In August, he co-hosted Savor the City, a tasting event and concert at the Broadside to support a dozen local restaurants during the summer business slump. It was the test-run of a concept he hopes to make an annual event and expand to help more local restaurants through the seasonal downturn.

Still, it’s the Central City garden where all these threads come together.

“It’s always felt magical because of the chefs and music in this forgotten spot that’s really in the middle of the city,” Hitchcock-Tilton said. “Now I feel we’ve really connected the dots with the venue.”

Paradigm Gardens, 1131 N. Rampart St.

For event details and tickets see paradigmgardensnola.com.

Oct. 21: Decade in Bloom concert series, with food from Coquette, Porgy’s Seafood Market, Patois and Nikkei; music from Grammy award-winning vocalist Gramps Morgan; all food, drink included, tickets $100.

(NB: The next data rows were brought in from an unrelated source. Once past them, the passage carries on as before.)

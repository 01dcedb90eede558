//! Monotonic client order id generation.

use std::sync::atomic::{AtomicU32, Ordering};

/// Generator for unique client order ids.
///
/// Client order ids correlate a placed order with its later cancellation.
/// Ids are monotonically increasing and never reused within a session;
/// one generator instance is shared process-wide.
#[derive(Debug)]
pub struct OrderIdGenerator {
    counter: AtomicU32,
}

impl OrderIdGenerator {
    /// Create a new generator starting at 1.
    #[must_use]
    pub fn new() -> Self {
        Self {
            counter: AtomicU32::new(1),
        }
    }

    /// Generate the next client order id.
    pub fn next(&self) -> u32 {
        self.counter.fetch_add(1, Ordering::AcqRel)
    }

    /// Peek at the next id without consuming it.
    #[must_use]
    pub fn peek(&self) -> u32 {
        self.counter.load(Ordering::Acquire)
    }
}

impl Default for OrderIdGenerator {
    fn default() -> Self {
        Self::new()
    }
}

#[cfg(test)]
mod tests {
    use super::*;
    use std::collections::HashSet;
    use std::sync::Arc;

    #[test]
    fn test_ids_start_at_one_and_increase() {
        let gen = OrderIdGenerator::new();
        assert_eq!(gen.next(), 1);
        assert_eq!(gen.next(), 2);
        assert_eq!(gen.peek(), 3);
    }

    #[test]
    fn test_concurrent_draws_are_unique() {
        const THREADS: usize = 8;
        const PER_THREAD: usize = 1000;

        let gen = Arc::new(OrderIdGenerator::new());
        let handles: Vec<_> = (0..THREADS)
            .map(|_| {
                let gen = Arc::clone(&gen);
                std::thread::spawn(move || {
                    (0..PER_THREAD).map(|_| gen.next()).collect::<Vec<_>>()
                })
            })
            .collect();

        let mut seen = HashSet::new();
        for handle in handles {
            for id in handle.join().expect("worker panicked") {
                assert!(seen.insert(id), "duplicate id {id}");
            }
        }
        assert_eq!(seen.len(), THREADS * PER_THREAD);
    }
}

Oct. 26: Goat yoga, admission $40 (small class sizes).

Oct. 28: Taste of the Caribbean, with food from Queen Trini Lisa, Jamaican Johnny, Fritai, and 14 Parishes; music from Inna Vision; all food, drink included, tickets $70.

Nov. 16: Brunch craft market and plant sale, free with RSVP; food, drink available for purchase.

Nov. 18: Decade in Bloom concert series, with food from Baru, the Kingsway, Mister Mao, Here Today Rotisserie and Brasa; music from Cactus Thief; all food and drink included, tickets $100.

Dec. 7: Holiday market brunch and plant sale, free with RSVP; food, drink available for purchase.

Holiday concert nights: Dec. 8 with Robin Barnes, Dec. 9 with Nayo Jones; tickets $28, food, drink available for purchase.